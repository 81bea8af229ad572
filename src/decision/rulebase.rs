//! Static construction of the nine decision models
//!
//! Each builder declares 2-4 input variables, one or two output variables
//! and a small rule set. The shapes follow a common scheme: unit-range
//! variables carry low/medium/high bands (shoulders at 0.2-0.5 and 0.5-0.8,
//! a triangle between), distances carry close/medium/far over their metric
//! range. Rule bases are static; `FuzzyModule::validate` is run on every
//! builder's output in the engine constructor.

use crate::fuzzy::{FuzzyModule, FuzzyRule, FuzzySet, FuzzyTerm, FuzzyVariable};

/// Standard low/medium/high banding for a [0,1] variable
fn unit_bands(name: &str) -> FuzzyVariable {
    FuzzyVariable::new(name, 0.0, 1.0)
        .add(FuzzySet::left_shoulder("low", 0.2, 0.5))
        .add(FuzzySet::triangular("medium", 0.2, 0.5, 0.8))
        .add(FuzzySet::right_shoulder("high", 0.5, 0.8))
}

/// Close/medium/far banding for a metric distance variable
fn range_bands(name: &str, max: f64) -> FuzzyVariable {
    FuzzyVariable::new(name, 0.0, max)
        .add(FuzzySet::left_shoulder("close", max * 0.15, max * 0.4))
        .add(FuzzySet::triangular("medium", max * 0.15, max * 0.4, max * 0.7))
        .add(FuzzySet::right_shoulder("far", max * 0.4, max * 0.7))
}

fn rule(antecedent: FuzzyTerm, variable: &str, set: &str) -> FuzzyRule {
    FuzzyRule::new(antecedent, variable, set)
}

fn is(variable: &str, set: &str) -> FuzzyTerm {
    FuzzyTerm::is(variable, set)
}

/// Combat aggression: threat + health + ammo -> aggression
pub fn combat_module() -> FuzzyModule {
    let mut m = FuzzyModule::new();
    m.add_variable(unit_bands("threat"));
    m.add_variable(unit_bands("health"));
    m.add_variable(unit_bands("ammo"));
    m.add_variable(unit_bands("aggression"));

    // Survival trumps bravado
    m.add_rule(rule(is("health", "low"), "aggression", "low"));
    m.add_rule(rule(is("ammo", "low"), "aggression", "low"));
    m.add_rule(rule(
        is("threat", "low").and(is("health", "high")),
        "aggression",
        "high",
    ));
    m.add_rule(rule(
        is("threat", "high")
            .and(is("health", "high"))
            .and(is("ammo", "high")),
        "aggression",
        "high",
    ));
    m.add_rule(rule(
        is("threat", "medium").and(is("health", "medium")),
        "aggression",
        "medium",
    ));
    m.add_rule(rule(
        is("threat", "high").and(is("health", "medium")),
        "aggression",
        "medium",
    ));
    m
}

/// Survival urgency: health + distance to nearest health item + pressure -> urgency
pub fn survival_module() -> FuzzyModule {
    let mut m = FuzzyModule::new();
    m.add_variable(unit_bands("health"));
    m.add_variable(range_bands("item_distance", 50.0));
    m.add_variable(unit_bands("pressure"));
    m.add_variable(unit_bands("urgency"));

    m.add_rule(rule(
        is("health", "low").and(is("item_distance", "close")),
        "urgency",
        "high",
    ));
    m.add_rule(rule(
        is("health", "low").and(is("pressure", "high")),
        "urgency",
        "high",
    ));
    m.add_rule(rule(
        is("health", "low").and(is("item_distance", "far")),
        "urgency",
        "medium",
    ));
    m.add_rule(rule(is("health", "medium"), "urgency", "medium"));
    m.add_rule(rule(
        is("health", "high").and(is("pressure", "low")),
        "urgency",
        "low",
    ));
    m.add_rule(rule(is("health", "high"), "urgency", "low"));
    m
}

/// Weapon preference: engagement distance + current ammo + accuracy need
/// -> weapon bias (0 = close-range weapon, 1 = precise long-range weapon)
pub fn weapon_module() -> FuzzyModule {
    let mut m = FuzzyModule::new();
    m.add_variable(range_bands("distance", 50.0));
    m.add_variable(unit_bands("weapon_ammo"));
    m.add_variable(unit_bands("accuracy_need"));
    m.add_variable(unit_bands("weapon_bias"));

    m.add_rule(rule(is("distance", "close"), "weapon_bias", "low"));
    m.add_rule(rule(is("distance", "medium"), "weapon_bias", "medium"));
    m.add_rule(rule(is("distance", "far"), "weapon_bias", "high"));
    m.add_rule(rule(
        is("accuracy_need", "high").and(is("distance", "far")),
        "weapon_bias",
        "high",
    ));
    // Low on ammo at range: favor conserving with precise fire
    m.add_rule(rule(
        is("weapon_ammo", "low").and(is("distance", "medium")),
        "weapon_bias",
        "high",
    ));
    m
}

/// Goal bias: survival need + combat opportunity + explore value
/// -> goal bias (0 = survive, 0.5 = fight, 1 = explore)
pub fn goal_module() -> FuzzyModule {
    let mut m = FuzzyModule::new();
    m.add_variable(unit_bands("survival_need"));
    m.add_variable(unit_bands("combat_opportunity"));
    m.add_variable(unit_bands("explore_value"));
    m.add_variable(unit_bands("goal_bias"));

    m.add_rule(rule(is("survival_need", "high"), "goal_bias", "low"));
    m.add_rule(rule(
        is("survival_need", "medium").and(is("combat_opportunity", "low")),
        "goal_bias",
        "low",
    ));
    m.add_rule(rule(
        is("combat_opportunity", "high").and(is("survival_need", "low")),
        "goal_bias",
        "medium",
    ));
    m.add_rule(rule(
        is("explore_value", "high")
            .and(is("survival_need", "low"))
            .and(is("combat_opportunity", "low")),
        "goal_bias",
        "high",
    ));
    m.add_rule(rule(
        is("explore_value", "medium").and(is("survival_need", "low")),
        "goal_bias",
        "medium",
    ));
    m
}

/// Tactical response: cover distance + threat direction
/// -> response (0 = hold position, 1 = reposition now)
pub fn tactical_module() -> FuzzyModule {
    let mut m = FuzzyModule::new();
    m.add_variable(range_bands("cover_distance", 30.0));
    // 0 = threat ahead, 1 = threat behind
    m.add_variable(unit_bands("threat_direction"));
    m.add_variable(unit_bands("response"));

    m.add_rule(rule(
        is("cover_distance", "close").and(is("threat_direction", "low")),
        "response",
        "low",
    ));
    m.add_rule(rule(is("threat_direction", "high"), "response", "high"));
    m.add_rule(rule(is("cover_distance", "far"), "response", "high"));
    m.add_rule(rule(is("cover_distance", "medium"), "response", "medium"));
    m
}

/// Stress: combat intensity + health status -> stress level
pub fn stress_module() -> FuzzyModule {
    let mut m = FuzzyModule::new();
    m.add_variable(unit_bands("combat_intensity"));
    m.add_variable(unit_bands("health_status"));
    m.add_variable(unit_bands("stress"));

    m.add_rule(rule(
        is("combat_intensity", "high").and(is("health_status", "low")),
        "stress",
        "high",
    ));
    m.add_rule(rule(is("health_status", "low"), "stress", "high"));
    m.add_rule(rule(
        is("combat_intensity", "high").and(is("health_status", "high")),
        "stress",
        "medium",
    ));
    m.add_rule(rule(is("combat_intensity", "medium"), "stress", "medium"));
    m.add_rule(rule(
        is("combat_intensity", "low").and(is("health_status", "high")),
        "stress",
        "low",
    ));
    m
}

/// Confidence: recent performance ratio + success rate -> confidence
pub fn confidence_module() -> FuzzyModule {
    let mut m = FuzzyModule::new();
    m.add_variable(unit_bands("performance_ratio"));
    m.add_variable(unit_bands("success_rate"));
    m.add_variable(unit_bands("confidence"));

    m.add_rule(rule(
        is("performance_ratio", "high").and(is("success_rate", "high")),
        "confidence",
        "high",
    ));
    m.add_rule(rule(is("performance_ratio", "low"), "confidence", "low"));
    m.add_rule(rule(
        is("success_rate", "low").and(is("performance_ratio", "medium")),
        "confidence",
        "low",
    ));
    m.add_rule(rule(
        is("performance_ratio", "medium").or(is("success_rate", "medium")),
        "confidence",
        "medium",
    ));
    m
}

/// Fatigue: time in combat (seconds) + accumulated fatigue -> degradation
pub fn fatigue_module() -> FuzzyModule {
    let mut m = FuzzyModule::new();
    m.add_variable(
        FuzzyVariable::new("time_in_combat", 0.0, 120.0)
            .add(FuzzySet::left_shoulder("short", 20.0, 50.0))
            .add(FuzzySet::triangular("medium", 20.0, 50.0, 90.0))
            .add(FuzzySet::right_shoulder("long", 50.0, 90.0)),
    );
    m.add_variable(unit_bands("current_fatigue"));
    m.add_variable(unit_bands("degradation"));

    m.add_rule(rule(
        is("time_in_combat", "long").and(is("current_fatigue", "high")),
        "degradation",
        "high",
    ));
    m.add_rule(rule(is("time_in_combat", "long"), "degradation", "medium"));
    m.add_rule(rule(is("current_fatigue", "high"), "degradation", "medium"));
    m.add_rule(rule(
        is("time_in_combat", "medium").and(is("current_fatigue", "medium")),
        "degradation",
        "medium",
    ));
    m.add_rule(rule(
        is("time_in_combat", "short").and(is("current_fatigue", "low")),
        "degradation",
        "low",
    ));
    m
}

/// Emotional impact: emotional load + composure -> accuracy modifier and
/// decision speed, both over [0.5, 1.0] where 1.0 is unimpaired
pub fn emotion_module() -> FuzzyModule {
    fn impact_bands(name: &str) -> FuzzyVariable {
        FuzzyVariable::new(name, 0.5, 1.0)
            .add(FuzzySet::left_shoulder("impaired", 0.6, 0.75))
            .add(FuzzySet::triangular("shaken", 0.6, 0.75, 0.9))
            .add(FuzzySet::right_shoulder("steady", 0.75, 0.9))
    }

    let mut m = FuzzyModule::new();
    m.add_variable(unit_bands("emotional_load"));
    m.add_variable(unit_bands("composure"));
    m.add_variable(impact_bands("accuracy_mod"));
    m.add_variable(impact_bands("decision_speed"));

    for output in ["accuracy_mod", "decision_speed"] {
        m.add_rule(rule(
            is("emotional_load", "high").and(is("composure", "low")),
            output,
            "impaired",
        ));
        m.add_rule(rule(
            is("emotional_load", "high").and(is("composure", "medium")),
            output,
            "shaken",
        ));
        m.add_rule(rule(
            is("emotional_load", "medium").and(is("composure", "low")),
            output,
            "shaken",
        ));
        m.add_rule(rule(
            is("emotional_load", "low").or(is("composure", "high")),
            output,
            "steady",
        ));
    }
    m
}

================================

Exercise brief: In the reply, include exactly the lines from the beginning of the entries above through the line holding "FuzzyVariable::new(name, 0.0, 1.0)", and nothing besides.

Output of the task:
repository 81bea8af229ad572
filename src/decision/rulebase.rs
//! Static construction of the nine decision models
//!
//! Each builder declares 2-4 input variables, one or two output variables
//! and a small rule set. The shapes follow a common scheme: unit-range
//! variables carry low/medium/high bands (shoulders at 0.2-0.5 and 0.5-0.8,
//! a triangle between), distances carry close/medium/far over their metric
//! range. Rule bases are static; `FuzzyModule::validate` is run on every
//! builder's output in the engine constructor.

use crate::fuzzy::{FuzzyModule, FuzzyRule, FuzzySet, FuzzyTerm, FuzzyVariable};

/// Standard low/medium/high banding for a [0,1] variable
fn unit_bands(name: &str) -> FuzzyVariable {
    FuzzyVariable::new(name, 0.0, 1.0)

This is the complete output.